With quiet, sinister inevitability, the health and safety edifice has been marching through the festive season, capturing new terrain. Arguably the most powerful cultural force in Britain today, a new target has been seized: the weather. Suddenly, the warnings issued by the Met Office – whose weather forecasting service rarely seems reliable – are taken as gospel. Predictions of snow and ice during the cold snap of the next few days have been seized upon with a similar enthusiasm to the fears that arose during the pandemic: we’re being urged to stay in and stay put.
Don’t go out because it’s cold in January? Apparently so
Winter, even the soft British variety, where temperatures rarely get close to a threshold most Americans would regard as even mildly discomfiting, always comes with a few cold snaps and gentle advice for the elderly and vulnerable. Slipping on ice is a real fear, and the risk should be managed. But something has changed. Gone is the gentle advice for people to be sensible and take responsibility for themselves. Instead, the nanny state has taken over.
The UK Health Agency has upgraded its weather warning from yellow to amber. In the West Midlands, the NHS Black Country integrated care board has offered some advice about what to do in the cold snap.
‘Avoid going out early in the morning when frost is thick or late at night when it’s dark,’ the board advises, urging people to wear shoes with good grip and ‘keep your hands free to stabilise yourself’. Really? Don’t go out because it’s a bit cold in January? Apparently so.
Do these people think we have never seen or heard of winter? Perhaps they view us as helpless imbeciles who need to be told to wear shoes with good grip. But the nannying doesn’t stop there.
“Make sure you have sufficient food and medicine and take measures to reduce draughts in your home,” said the Wye Valley NHS Trust in Herefordshire. Elsewhere, we were instructed to keep active inside and wear lots of thin layers. Thanks for that.
It’s as if we are living in the dark ages before the advent of electricity or gas, and, of course, the welfare state, huddled by scanty fires and dependent on poor bits of cloth to stay alive. Hardly the picture of the world’s sixth-largest economy. Welcome to Britain in 2025.
Once ignored as part of the general background of pointless attempts at crowd control for the NHS, weather warnings are now taken as the word of God. And a noisy God at that, constantly spewing out alerts and elaborate warnings. This weekend, most of England and Scotland are clobbered with dire predictions of snow and ice causing possible havoc, ranging from school closures to the cutting off of rural communities, to the risk of slips on roads and cycle paths. This is to say nothing of road and train delays.

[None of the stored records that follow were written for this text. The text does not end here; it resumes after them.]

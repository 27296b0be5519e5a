//! Label vocabulary
//!
//! Every label lives under `stevedore.io/`. The vocabulary is closed: a key
//! under the prefix that is not listed here is rejected.

use std::fmt;

use stevedore_core::LABEL_PREFIX;

/// Maximum edit distance for "did you mean" suggestions
const MAX_SUGGESTION_DISTANCE: usize = 3;

/// A recognized label
#[derive(Debug, Clone, Copy, PartialEq, Eq, PartialOrd, Ord, Hash)]
pub enum LabelKind {
    Ports,
    Ingress,
    Secrets,
    MapEnv,
    ConfigMapFiles,
    Ignore,
    Values,
    HealthCheck,
    MainApp,
}

impl LabelKind {
    /// All labels, in documentation order
    pub const ALL: &'static [LabelKind] = &[
        Self::MainApp,
        Self::Values,
        Self::Secrets,
        Self::Ports,
        Self::Ingress,
        Self::MapEnv,
        Self::HealthCheck,
        Self::ConfigMapFiles,
        Self::Ignore,
    ];

    /// Bare name, without the prefix
    pub fn name(&self) -> &'static str {
        match self {
            Self::Ports => "ports",
            Self::Ingress => "ingress",
            Self::Secrets => "secrets",
            Self::MapEnv => "map-env",
            Self::ConfigMapFiles => "configmap-files",
            Self::Ignore => "ignore",
            Self::Values => "values",
            Self::HealthCheck => "health-check",
            Self::MainApp => "main-app",
        }
    }

    /// Full label key, `stevedore.io/<name>`
    pub fn key(&self) -> String {
        format!("{}/{}", LABEL_PREFIX, self.name())
    }

    pub fn from_name(name: &str) -> Option<Self> {
        Self::ALL.iter().copied().find(|kind| kind.name() == name)
    }

    /// One-line summary
    pub fn summary(&self) -> &'static str {
        match self {
            Self::Ports => "Ports to expose in addition to the compose ports",
            Self::Ingress => "Expose the service through an Ingress",
            Self::Secrets => "Environment variables stored in a Secret",
            Self::MapEnv => "Override environment values in the generated ConfigMap",
            Self::ConfigMapFiles => "Files or directories embedded in ConfigMaps",
            Self::Ignore => "Do not generate anything for this service",
            Self::Values => "Environment variables exposed as chart values",
            Self::HealthCheck => "Liveness and readiness probes",
            Self::MainApp => "Use the image tag of this service as chart appVersion",
        }
    }

    /// Value grammar and an example
    pub fn long_help(&self) -> &'static str {
        match self {
            Self::Ports => {
                "A YAML list of port numbers. A comma separated list is also accepted.\n\n\
                 labels:\n  stevedore.io/ports: |\n    - 8080\n    - 8443"
            }
            Self::Ingress => {
                "A YAML mapping. `port` defaults to the first service port, `path` to `/`.\n\
                 Keys: port, hostname, path, class, enabled, annotations, tls {enabled, secretName}.\n\n\
                 labels:\n  stevedore.io/ingress: |\n    port: 80\n    hostname: shop.example.com"
            }
            Self::Secrets => {
                "A YAML list of environment variable names moved out of the ConfigMap\n\
                 and into a Secret.\n\n\
                 labels:\n  stevedore.io/secrets: |\n    - DB_PASSWORD"
            }
            Self::MapEnv => {
                "A YAML mapping of variable name to value. `__APP__` is replaced by the\n\
                 chart name. Variables missing from the compose environment are added.\n\n\
                 labels:\n  stevedore.io/map-env: |\n    DB_HOST: __APP__-database"
            }
            Self::ConfigMapFiles => {
                "A YAML list of paths relative to the compose file. A directory becomes\n\
                 one ConfigMap holding its files; subdirectories are skipped.\n\n\
                 labels:\n  stevedore.io/configmap-files: |\n    - ./conf/nginx.conf"
            }
            Self::Ignore => {
                "A boolean (true/false/yes/no/1/0).\n\n\
                 labels:\n  stevedore.io/ignore: \"true\""
            }
            Self::Values => {
                "A YAML list of variable names, or `NAME: description` mappings. Each\n\
                 variable becomes `<service>.environment.<NAME>` in values.yaml.\n\n\
                 labels:\n  stevedore.io/values: |\n    - LOG_LEVEL\n    - DB_NAME: the database name"
            }
            Self::HealthCheck => {
                "A YAML mapping with `livenessProbe` and/or `readinessProbe`, using the\n\
                 Kubernetes probe format.\n\n\
                 labels:\n  stevedore.io/health-check: |\n    livenessProbe:\n      httpGet:\n        path: /health\n        port: 80"
            }
            Self::MainApp => {
                "A boolean. The image tag of the main service becomes the chart appVersion.\n\n\
                 labels:\n  stevedore.io/main-app: \"true\""
            }
        }
    }
}

impl fmt::Display for LabelKind {
    fn fmt(&self, f: &mut fmt::Formatter<'_>) -> fmt::Result {
        f.write_str(self.name())
    }
}

/// Closest known label for an unknown bare name
pub fn suggest_label(name: &str) -> Option<LabelKind> {
    LabelKind::ALL
        .iter()
        .copied()
        .map(|kind| (strsim::levenshtein(name, kind.name()), kind))
        .filter(|(distance, _)| *distance <= MAX_SUGGESTION_DISTANCE)
        .min()
        .map(|(_, kind)| kind)
}
//! Generated resources
//!
//! A `Resource` is one Kubernetes manifest plus the bookkeeping needed to
//! place it in the chart: owning service, logical name, output path and an
//! optional template guard.

use std::fmt;

use k8s_openapi::api::apps::v1::Deployment;
use k8s_openapi::api::core::v1::{ConfigMap, Secret, Service};
use k8s_openapi::api::networking::v1::Ingress;
use k8s_openapi::apimachinery::pkg::apis::meta::v1::ObjectMeta;

use crate::error::Result;
use crate::naming::normalize_path;

/// Kind of a generated resource
#[derive(Debug, Clone, Copy, PartialEq, Eq, PartialOrd, Ord, Hash)]
pub enum ResourceKind {
    ConfigMap,
    Secret,
    Deployment,
    Service,
    Ingress,
}

impl ResourceKind {
    /// Manifest file name inside the service directory
    pub fn file_name(&self) -> &'static str {
        match self {
            Self::ConfigMap => "configmap.yaml",
            Self::Secret => "secret.yaml",
            Self::Deployment => "deployment.yaml",
            Self::Service => "service.yaml",
            Self::Ingress => "ingress.yaml",
        }
    }
}

impl fmt::Display for ResourceKind {
    fn fmt(&self, f: &mut fmt::Formatter<'_>) -> fmt::Result {
        let name = match self {
            Self::ConfigMap => "ConfigMap",
            Self::Secret => "Secret",
            Self::Deployment => "Deployment",
            Self::Service => "Service",
            Self::Ingress => "Ingress",
        };
        f.write_str(name)
    }
}

/// Where a file-backed ConfigMap is mounted in the service container
#[derive(Debug, Clone, PartialEq, Eq)]
pub struct FileMount {
    pub mount_path: String,
    /// Set when a single file is mounted over its target
    pub sub_path: Option<String>,
    pub read_only: bool,
}

/// What a ConfigMap carries
#[derive(Debug, Clone, PartialEq)]
pub enum ConfigMapUsage {
    /// Environment variables, consumed through `envFrom`
    Environment,
    /// File contents, consumed through volume mounts
    Files {
        /// Normalized path relative to the service working directory
        source: String,
        mounts: Vec<FileMount>,
    },
}

/// Kind-specific payload
#[derive(Debug, Clone, PartialEq)]
pub enum Manifest {
    ConfigMap {
        config_map: ConfigMap,
        usage: ConfigMapUsage,
    },
    Secret(Secret),
    Deployment(Box<Deployment>),
    Service(Service),
    Ingress(Ingress),
}

impl Manifest {
    pub fn kind(&self) -> ResourceKind {
        match self {
            Self::ConfigMap { .. } => ResourceKind::ConfigMap,
            Self::Secret(_) => ResourceKind::Secret,
            Self::Deployment(_) => ResourceKind::Deployment,
            Self::Service(_) => ResourceKind::Service,
            Self::Ingress(_) => ResourceKind::Ingress,
        }
    }

    pub fn metadata(&self) -> &ObjectMeta {
        match self {
            Self::ConfigMap { config_map, .. } => &config_map.metadata,
            Self::Secret(secret) => &secret.metadata,
            Self::Deployment(deployment) => &deployment.metadata,
            Self::Service(service) => &service.metadata,
            Self::Ingress(ingress) => &ingress.metadata,
        }
    }

    fn to_yaml(&self) -> serde_yaml::Result<String> {
        match self {
            Self::ConfigMap { config_map, .. } => serde_yaml::to_string(config_map),
            Self::Secret(secret) => serde_yaml::to_string(secret),
            Self::Deployment(deployment) => serde_yaml::to_string(deployment.as_ref()),
            Self::Service(service) => serde_yaml::to_string(service),
            Self::Ingress(ingress) => serde_yaml::to_string(ingress),
        }
    }
}

/// A generated manifest and its place in the chart
#[derive(Debug, Clone, PartialEq)]
pub struct Resource {
    /// Compose service owning the resource
    pub service: String,
    /// Logical name, unique per kind
    pub name: String,
    /// Output path relative to the chart `templates/` directory
    pub path: String,
    /// Template condition guarding the whole manifest
    pub condition: Option<String>,
    pub manifest: Manifest,
}

impl Resource {
    pub fn new(service: &str, name: impl Into<String>, manifest: Manifest) -> Self {
        let path = match &manifest {
            Manifest::ConfigMap {
                usage: ConfigMapUsage::Files { source, .. },
                ..
            } => format!(
                "{}/statics/{}/{}",
                service,
                normalize_path(source),
                ResourceKind::ConfigMap.file_name()
            ),
            other => format!("{}/{}", service, other.kind().file_name()),
        };

        Self {
            service: service.to_string(),
            name: name.into(),
            path,
            condition: None,
            manifest,
        }
    }

    pub fn with_condition(mut self, condition: impl Into<String>) -> Self {
        self.condition = Some(condition.into());
        self
    }

    pub fn kind(&self) -> ResourceKind {
        self.manifest.kind()
    }

    /// Source path of a file-backed ConfigMap
    pub fn file_source(&self) -> Option<&str> {
        match &self.manifest {
            Manifest::ConfigMap {
                usage: ConfigMapUsage::Files { source, .. },
                ..
            } => Some(source),
            _ => None,
        }
    }

    /// Templated `metadata.name`
    pub fn metadata_name(&self) -> Option<&str> {
        self.manifest.metadata().name.as_deref()
    }

    /// Render the manifest, wrapped in its guard when there is one
    pub fn to_yaml(&self) -> Result<String> {
        let body = self.manifest.to_yaml()?;
        Ok(match &self.condition {
            Some(condition) => format!("{{{{- if {} }}}}\n{}{{{{- end }}}}\n", condition, body),
            None => body,
        })
    }
}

I first noticed the rise of the weather warning problem when the Hampstead Heath ladies’ pond, famously open come rain or shine, began sending out messages to regulars saying that the pond would be closed several days hence due to a warning forecast of high winds. This in a country where the weather is famously hard to predict with accuracy. Even if those high winds did materialise, what was the danger feared? Some of the low-hanging trees were chopped down a few years ago; I mourned the end of a particularly beautiful willow that formed a whimsical umbrella for swimmers paddling under it. The number of swimming ladies hit by a falling branch in high winds remains…zero.
By New Year’s Eve, the obsession with wind warnings, even in heavily built-up metropolitan areas that rarely feel the full fury of the elements, reached fever pitch. Headlines told of the likelihood of abandoned fireworks (in London, they went ahead) and other dire consequences of that apparently newly shocking combination of wind and rain.
Naturally, swimmers in Hampstead were alerted days in advance that the ponds would be closed until at least 12.30pm on New Year’s Day, as if such precision in weather forecasting was simply par for the course.
It isn’t. But the frenzy of safetyism in Britain is, and it reflects a profound reconfiguration of sensibilities. At the state level, it is clear that more and more of Whitehall imagines it can save the citizenry from itself – and the heavens – through bans and warnings, while leaving the fundamental problems raging. So while ponds are pre-emptively shut to save people from the dangers of our weather, and New Year’s Eve fireworks called off, as they were in Edinburgh, the government is busy ditching North Sea oil and blocking a national inquiry into grooming gangs, stifling the conversation about immigration and failed multiculturalism we desperately need. It is typical Britain in 2025 under Starmer: save people from the heavens while doing nothing to stop hell.